WHAT TO WORK ON
Would you write out the entries below, every one of them, exactly?

Stored records
***

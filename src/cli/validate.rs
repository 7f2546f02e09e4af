//! Validation subcommand

use super::{Cli, CliError, OutputFormat, ProviderSelection};
use crate::dataset::{DatasetError, DatasetStore};
use crate::{format_datetime, Channel, Provider};
use clap::Parser;
use serde::Serialize;
use std::path::{Path, PathBuf};

/// Validate command for checking stored datasets without writing
#[derive(Parser, Debug)]
pub struct ValidateCommand {
    /// Provider (hsv, ecobee or all)
    #[arg(long, default_value = "all")]
    pub provider: ProviderSelection,
}

/// Summary of one channel in a valid dataset
#[derive(Debug, Serialize)]
pub struct ChannelSummary {
    /// Channel
    pub channel: Channel,
    /// Number of series
    pub series: usize,
    /// Readings across series
    pub readings: usize,
    /// Newest timestamp, Unix milliseconds
    #[serde(skip_serializing_if = "Option::is_none")]
    pub last_timestamp: Option<i64>,
}

/// Validation outcome for one provider
#[derive(Debug, Serialize)]
pub struct DatasetCheck {
    /// Provider
    pub provider: Provider,
    /// Current file checked
    pub path: PathBuf,
    /// Whether the file exists
    pub present: bool,
    /// Per-channel summary of a valid file
    pub channels: Vec<ChannelSummary>,
    /// Why the file cannot be trusted
    #[serde(skip_serializing_if = "Option::is_none")]
    pub error: Option<String>,
}

/// Read and validate the current dataset of `provider`
pub fn check_dataset(data_dir: &Path, provider: Provider) -> (DatasetCheck, Option<DatasetError>) {
    let store = DatasetStore::new(data_dir, provider);
    let mut check = DatasetCheck {
        provider,
        path: store.paths().current(),
        present: false,
        channels: Vec::new(),
        error: None,
    };

    match store.read() {
        Ok(None) => (check, None),
        Ok(Some(dataset)) => {
            check.present = true;
            check.channels = dataset
                .channels()
                .map(|channel| ChannelSummary {
                    channel,
                    series: dataset.series(channel).len(),
                    readings: dataset.series(channel).iter().map(|s| s.readings.len()).sum(),
                    last_timestamp: dataset.last_timestamp(channel),
                })
                .collect();
            (check, None)
        }
        Err(e) => {
            check.present = check.path.exists();
            check.error = Some(e.to_string());
            (check, Some(e))
        }
    }
}

impl ValidateCommand {
    /// Execute the validation command
    ///
    /// Every selected provider is checked; the first failure is returned
    /// after all reports are printed.
    pub async fn execute(&self, cli: &Cli) -> Result<(), CliError> {
        let mut checks = Vec::new();
        let mut first_error = None;

        for provider in self.provider.providers() {
            let (check, error) = check_dataset(&cli.data_dir, provider);
            checks.push(check);
            if first_error.is_none() {
                first_error = error;
            }
        }

        match cli.output_format {
            OutputFormat::Json => println!("{}", serde_json::to_string_pretty(&checks)?),
            OutputFormat::Human => {
                for check in &checks {
                    print_check(check);
                }
            }
        }

        match first_error {
            Some(e) => Err(CliError::DatasetError(e)),
            None => Ok(()),
        }
    }
}

fn print_check(check: &DatasetCheck) {
    if let Some(error) = &check.error {
        println!("{}: INVALID {}", check.provider, error);
        return;
    }
    if !check.present {
        println!("{}: no dataset at {}", check.provider, check.path.display());
        return;
    }

    println!("{}: OK {}", check.provider, check.path.display());
    for summary in &check.channels {
        let last = summary
            .last_timestamp
            .and_then(format_datetime)
            .unwrap_or_else(|| "-".to_string());
        println!(
            "  {:<21} {} series, {} readings, last {last}",
            summary.channel.to_string(),
            summary.series,
            summary.readings
        );
    }
}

***

SOLUTION FOR THIS EXERCISE
filename src/cli/validate.rs
repository 7f2546f02e09e4af
//! Validation subcommand

use super::{Cli, CliError, OutputFormat, ProviderSelection};
use crate::dataset::{DatasetError, DatasetStore};
use crate::{format_datetime, Channel, Provider};
use clap::Parser;
use serde::Serialize;
use std::path::{Path, PathBuf};

/// Validate command for checking stored datasets without writing
#[derive(Parser, Debug)]
pub struct ValidateCommand {
    /// Provider (hsv, ecobee or all)
    #[arg(long, default_value = "all")]
    pub provider: ProviderSelection,
}

/// Summary of one channel in a valid dataset
#[derive(Debug, Serialize)]
pub struct ChannelSummary {
    /// Channel
    pub channel: Channel,
    /// Number of series
    pub series: usize,
    /// Readings across series
    pub readings: usize,
    /// Newest timestamp, Unix milliseconds
    #[serde(skip_serializing_if = "Option::is_none")]
    pub last_timestamp: Option<i64>,
}

/// Validation outcome for one provider
#[derive(Debug, Serialize)]
pub struct DatasetCheck {
    /// Provider
    pub provider: Provider,
    /// Current file checked
    pub path: PathBuf,
    /// Whether the file exists
    pub present: bool,
    /// Per-channel summary of a valid file
    pub channels: Vec<ChannelSummary>,
    /// Why the file cannot be trusted
    #[serde(skip_serializing_if = "Option::is_none")]
    pub error: Option<String>,
}

/// Read and validate the current dataset of `provider`
pub fn check_dataset(data_dir: &Path, provider: Provider) -> (DatasetCheck, Option<DatasetError>) {
    let store = DatasetStore::new(data_dir, provider);
    let mut check = DatasetCheck {
        provider,
        path: store.paths().current(),
        present: false,
        channels: Vec::new(),
        error: None,
    };

    match store.read() {
        Ok(None) => (check, None),
        Ok(Some(dataset)) => {
            check.present = true;
            check.channels = dataset
                .channels()
                .map(|channel| ChannelSummary {
                    channel,
                    series: dataset.series(channel).len(),
                    readings: dataset.series(channel).iter().map(|s| s.readings.len()).sum(),
                    last_timestamp: dataset.last_timestamp(channel),
                })
                .collect();
            (check, None)
        }
        Err(e) => {
            check.present = check.path.exists();
            check.error = Some(e.to_string());
            (check, Some(e))
        }
    }
}

impl ValidateCommand {
    /// Execute the validation command
    ///
    /// Every selected provider is checked; the first failure is returned
    /// after all reports are printed.
    pub async fn execute(&self, cli: &Cli) -> Result<(), CliError> {
        let mut checks = Vec::new();
        let mut first_error = None;

        for provider in self.provider.providers() {
            let (check, error) = check_dataset(&cli.data_dir, provider);
            checks.push(check);
            if first_error.is_none() {
                first_error = error;
            }
        }

        match cli.output_format {
            OutputFormat::Json => println!("{}", serde_json::to_string_pretty(&checks)?),
            OutputFormat::Human => {
                for check in &checks {
                    print_check(check);
                }
            }
        }

        match first_error {
            Some(e) => Err(CliError::DatasetError(e)),
            None => Ok(()),
        }
    }
}

fn print_check(check: &DatasetCheck) {
    if let Some(error) = &check.error {
        println!("{}: INVALID {}", check.provider, error);
        return;
    }
    if !check.present {
        println!("{}: no dataset at {}", check.provider, check.path.display());
        return;
    }

    println!("{}: OK {}", check.provider, check.path.display());
    for summary in &check.channels {
        let last = summary
            .last_timestamp
            .and_then(format_datetime)
            .unwrap_or_else(|| "-".to_string());
        println!(
            "  {:<21} {} series, {} readings, last {last}",
            summary.channel.to_string(),
            summary.series,
            summary.readings
        );
    }
}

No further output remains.